▶ _What is expected_
Below are the records; restate word for word the lines from the first through the one containing "region is the", and only those.

▶ _The data_
//! # Block Allocator
//!
//! Hands out runs of [`BLOCK_SIZE`] blocks from the reservation, committing
//! physical memory on demand.
//!
//! ## Design
//!
//! The committed region is the prefix `[0, high_water_mark)` of the
//! reservation. Block claims are lock-free against the [`BlockBitmap`];
//! moving the high-water mark is serialized by a single spin guard.
//!
//! Blocks past the mark keep their bit set (free) but are never handed out:
//! a claim re-reads the mark after winning its bits and gives them back if
//! it landed past it. That makes lowering the mark safe while other threads
//! are scanning with a stale ceiling.
//!
//! Growth commits only the blocks that are missing, merging the free tail of
//! the committed region into the new run. Shrinking is advisory: it is
//! skipped whenever the guard is busy.

use std::fmt;
use std::ptr::NonNull;
use std::sync::atomic::{AtomicU32, Ordering};

use thiserror::Error;

use crate::bitmap::BlockBitmap;
use crate::sync::{Backoff, SpinLock};
use crate::vm::{Reservation, VmError, BLOCK_SIZE};

/// Block allocation failure.
#[derive(Debug, Error)]
pub enum BlockError {
    /// The reservation has too few uncommitted blocks left.
    #[error("{requested} blocks requested but only {available} remain in the memory budget")]
    OutOfBudget {
        /// Blocks requested.
        requested: u32,
        /// Blocks that could still be committed.
        available: u32,
    },
    /// The OS refused to commit memory.
    #[error("failed to commit memory for new blocks")]
    Commit(#[from] VmError),
}

/// Lock-free block allocator over a [`Reservation`].
pub struct BlockAllocator {
    reservation: Reservation,
    bitmap: BlockBitmap,
    high_water: AtomicU32,
    guard: SpinLock<()>,
}

impl BlockAllocator {
    /// Take over a reservation, committing and claiming block 0 for the
    /// arena header.
    pub fn new(reservation: Reservation) -> Result<Self, VmError> {
        let blocks = u32::try_from(reservation.block_count()).unwrap_or(u32::MAX);
        let bitmap = BlockBitmap::new(blocks);

        reservation.commit(0, BLOCK_SIZE)?;
        let claimed = bitmap.claim_range(0, 1);
        debug_assert!(claimed);

        Ok(Self {
            reservation,
            bitmap,
            high_water: AtomicU32::new(1),
            guard: SpinLock::new(()),
        })
    }

    /// The underlying reservation.
    pub fn reservation(&self) -> &Reservation {
        &self.reservation
    }

    /// The block bitmap.
    pub fn bitmap(&self) -> &BlockBitmap {
        &self.bitmap
    }

    /// Blocks in the reservation.
    pub fn total_blocks(&self) -> u32 {
        self.bitmap.len()
    }

    /// Number of committed blocks.
    pub fn high_water_mark(&self) -> u32 {
        self.high_water.load(Ordering::Acquire)
    }

    /// Committed bytes.
    pub fn committed_bytes(&self) -> usize {
        self.reservation.committed_len()
    }

    /// Free blocks inside the committed region.
    pub fn free_committed_blocks(&self) -> u32 {
        let hwm = self.high_water_mark();
        self.bitmap.count_free(1, hwm.saturating_sub(1))
    }

    /// Address of the first byte of `block`.
    pub fn block_ptr(&self, block: u32) -> NonNull<u8> {
        self.reservation.ptr_at(block as usize * BLOCK_SIZE)
    }

    /// Allocate `n` contiguous blocks.
    pub fn allocate(&self, n: u32) -> Result<u32, BlockError> {
        assert!(n > 0, "zero-block allocation");
        if let Some(start) = self.claim_committed(n) {
            return Ok(start);
        }
        self.grow(n)
    }

    /// Return `n` blocks starting at `start`.
    pub fn release(&self, start: u32, n: u32) {
        debug_assert!(start > 0, "block 0 belongs to the arena header");
        self.bitmap.release_range(start, n);
    }

    /// Advise the allocator about memory demand.
    ///
    /// With `release == false`, allocates enough blocks for `size` bytes and
    /// returns the first one. With `release == true`, `size` is ignored and
    /// the free tail of the committed region is handed back to the OS; the
    /// result is the number of blocks decommitted.
    pub fn advise(&self, size: usize, release: bool) -> Result<u32, BlockError> {
        if release {
            return Ok(self.shrink());
        }
        let n = size
            .max(1)
            .checked_add(BLOCK_SIZE - 1)
            .map(|rounded| rounded / BLOCK_SIZE)
            .and_then(|n| u32::try_from(n).ok())
            .ok_or_else(|| BlockError::OutOfBudget {
                requested: u32::MAX,
                available: self.total_blocks() - self.high_water_mark(),
            })?;
        self.allocate(n)
    }

    /// Try to claim `n` blocks below the high-water mark.
    fn claim_committed(&self, n: u32) -> Option<u32> {
        let ceiling = self.high_water.load(Ordering::Acquire);

        if n == 1 {
            let block = self.bitmap.find_first_set(1, ceiling);
            if block == 0 {
                return None;
            }
            if block < self.high_water.load(Ordering::Acquire) {
                return Some(block);
            }
            // The mark dropped while we were scanning.
            self.bitmap.release_range(block, 1);
            return None;
        }

        let mut backoff = Backoff::new();
        loop {
            let start = self.bitmap.best_fit_growth(1, ceiling, n)?;
            if self.bitmap.claim_range(start, n) {
                if start + n <= self.high_water.load(Ordering::Acquire) {
                    return Some(start);
                }
                self.bitmap.release_range(start, n);
                return None;
            }
            backoff.spin();
        }
    }

    /// Commit new blocks past the high-water mark.
    fn grow(&self, n: u32) -> Result<u32, BlockError> {
        let _guard = self.guard.lock();

        // Another thread may have grown or freed while we waited.
        if let Some(start) = self.claim_committed(n) {
            return Ok(start);
        }

        let hwm = self.high_water.load(Ordering::Acquire);

        let mut tail = self.bitmap.trailing_free(1, hwm).min(n - 1);
        if tail > 0 && !self.bitmap.claim_range(hwm - tail, tail) {
            tail = 0;
        }
        let fresh = n - tail;

        let available = self.total_blocks() - hwm;
        if fresh > available {
            if tail > 0 {
                self.bitmap.release_range(hwm - tail, tail);
            }
            return Err(BlockError::OutOfBudget {
                requested: n,
                available: available + tail,
            });
        }

        // Bits past the mark can be held briefly by claimers with a stale
        // ceiling; they always give them back.
        let mut backoff = Backoff::new();
        while !self.bitmap.claim_range(hwm, fresh) {
            backoff.spin();
        }

        if let Err(err) = self
            .reservation
            .commit(hwm as usize * BLOCK_SIZE, fresh as usize * BLOCK_SIZE)
        {
            self.bitmap.release_range(hwm, fresh);
            if tail > 0 {
                self.bitmap.release_range(hwm - tail, tail);
            }
            tracing::warn!(blocks = fresh, error = %err, "block commit failed");
            return Err(err.into());
        }

        self.high_water.store(hwm + fresh, Ordering::Release);
        tracing::debug!(
            from = hwm,
            to = hwm + fresh,
            committed = self.committed_bytes(),
            "committed blocks"
        );

        Ok(hwm - tail)
    }

    /// Decommit the free tail of the committed region.
    fn shrink(&self) -> u32 {
        let Some(_guard) = self.guard.try_lock() else {
            return 0;
        };

        let hwm = self.high_water.load(Ordering::Acquire);
        let tail = self.bitmap.trailing_free(1, hwm);
        if tail == 0 {
            return 0;
        }
        let start = hwm - tail;
        if self.bitmap.count_free(start, tail) != tail || !self.bitmap.claim_range(start, tail) {
            return 0;
        }

        self.high_water.store(start, Ordering::Release);

        if let Err(err) = self
            .reservation
            .decommit(start as usize * BLOCK_SIZE, tail as usize * BLOCK_SIZE)
        {
            tracing::warn!(blocks = tail, error = %err, "block decommit failed");
            self.high_water.store(hwm, Ordering::Release);
            self.bitmap.release_range(start, tail);
            return 0;
        }

        self.bitmap.release_range(start, tail);
        tracing::debug!(from = hwm, to = start, "decommitted blocks");
        tail
    }
}

impl fmt::Debug for BlockAllocator {
    fn fmt(&self, f: &mut fmt::Formatter<'_>) -> fmt::Result {
        f.debug_struct("BlockAllocator")
            .field("total_blocks", &self.total_blocks())
            .field("high_water_mark", &self.high_water_mark())
            .field("committed_bytes", &self.committed_bytes())
            .field("free_committed", &self.free_committed_blocks())
            .finish()
    }
}

#[cfg(test)]
mod tests {
    use super::*;
    use crate::vm::HeapMemory;
    use std::collections::HashSet;
    use std::sync::Arc;
    use std::thread;

    fn allocator(blocks: usize) -> BlockAllocator {
        let reservation =
            Reservation::new(Box::new(HeapMemory::new()), blocks * BLOCK_SIZE).unwrap();
        BlockAllocator::new(reservation).unwrap()
    }

    #[test]
    fn test_boot_state() {
        let blocks = allocator(8);
        assert_eq!(blocks.high_water_mark(), 1);
        assert_eq!(blocks.committed_bytes(), BLOCK_SIZE);
        assert!(!blocks.bitmap().is_free(0));
        assert_eq!(blocks.free_committed_blocks(), 0);
    }

    #[test]
    fn test_grows_then_reuses() {
        let blocks = allocator(8);
        let a = blocks.allocate(1).unwrap();
        assert_eq!(a, 1);
        assert_eq!(blocks.high_water_mark(), 2);

        blocks.release(a, 1);
        let b = blocks.allocate(1).unwrap();
        assert_eq!(b, 1);
        assert_eq!(blocks.high_water_mark(), 2);
    }

    #[test]
    fn test_growth_merges_free_tail() {
        let blocks = allocator(16);
        let a = blocks.allocate(2).unwrap();
        let b = blocks.allocate(1).unwrap();
        assert_eq!((a, b), (1, 3));
        blocks.release(b, 1);

        // Block 3 is free at the tail; only two more need committing.
        let c = blocks.allocate(3).unwrap();
        assert_eq!(c, 3);
        assert_eq!(blocks.high_water_mark(), 6);
        assert_eq!(blocks.committed_bytes(), 6 * BLOCK_SIZE);
    }

    #[test]
    fn test_out_of_budget() {
        let blocks = allocator(4);
        blocks.allocate(3).unwrap();
        let err = blocks.allocate(1).unwrap_err();
        assert!(matches!(err, BlockError::OutOfBudget { requested: 1, available: 0 }));
    }

    #[test]
    fn test_commit_failure_is_recoverable() {
        let reservation = Reservation::new(
            Box::new(HeapMemory::with_commit_limit(2 * BLOCK_SIZE)),
            8 * BLOCK_SIZE,
        )
        .unwrap();
        let blocks = BlockAllocator::new(reservation).unwrap();

        blocks.allocate(1).unwrap();
        assert!(matches!(blocks.allocate(1), Err(BlockError::Commit(_))));
        assert_eq!(blocks.high_water_mark(), 2);
        assert!(blocks.bitmap().is_free(2));
    }

    #[test]
    fn test_shrink_decommits_free_tail() {
        let blocks = allocator(16);
        let a = blocks.allocate(1).unwrap();
        let b = blocks.allocate(4).unwrap();
        assert_eq!(blocks.high_water_mark(), 6);

        blocks.release(b, 4);
        assert_eq!(blocks.advise(0, true).unwrap(), 4);
        assert_eq!(blocks.high_water_mark(), 2);
        assert_eq!(blocks.committed_bytes(), 2 * BLOCK_SIZE);
        assert!(blocks.bitmap().is_free(b));

        // Nothing left to give back while `a` is live.
        assert_eq!(blocks.advise(0, true).unwrap(), 0);
        blocks.release(a, 1);
        assert_eq!(blocks.advise(0, true).unwrap(), 1);
        assert_eq!(blocks.high_water_mark(), 1);
    }

    #[test]
    fn test_advise_grow_rounds_to_blocks() {
        let blocks = allocator(8);
        let start = blocks.advise(BLOCK_SIZE + 1, false).unwrap();
        assert_eq!(start, 1);
        assert_eq!(blocks.high_water_mark(), 3);
    }

    #[test]
    fn test_advise_near_usize_max_is_out_of_budget() {
        let blocks = allocator(8);
        for size in [usize::MAX, usize::MAX - BLOCK_SIZE / 2, u32::MAX as usize * BLOCK_SIZE] {
            let err = blocks.advise(size, false).unwrap_err();
            assert!(matches!(err, BlockError::OutOfBudget { .. }), "size = {}", size);
        }
        assert_eq!(blocks.high_water_mark(), 1);
        assert_eq!(blocks.bitmap().free_blocks(), 7);
    }

    #[test]
    fn test_concurrent_allocate_release() {
        let blocks = Arc::new(allocator(64));
        let handles: Vec<_> = (0..4)
            .map(|t| {
                let blocks = blocks.clone();
                thread::spawn(move || {
                    let mut held = Vec::new();
                    for i in 0..200 {
                        let n = 1 + ((i + t) % 3) as u32;
                        if let Ok(start) = blocks.allocate(n) {
                            held.push((start, n));
                        }
                        if held.len() > 3 {
                            let (start, n) = held.remove(0);
                            blocks.release(start, n);
                        }
                        if i % 50 == 0 {
                            let _ = blocks.advise(0, true);
                        }
                    }
                    held
                })
            })
            .collect();

        let mut owned = HashSet::new();
        for handle in handles {
            for (start, n) in handle.join().unwrap() {
                for block in start..start + n {
                    assert!(owned.insert(block), "block {} owned twice", block);
                    assert!(block < blocks.high_water_mark());
                    assert!(!blocks.bitmap().is_free(block));
                }
            }
        }
    }
}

▶ _Response box_
//! # Block Allocator
//!
//! Hands out runs of [`BLOCK_SIZE`] blocks from the reservation, committing
//! physical memory on demand.
//!
//! ## Design
//!
//! The committed region is the prefix `[0, high_water_mark)` of the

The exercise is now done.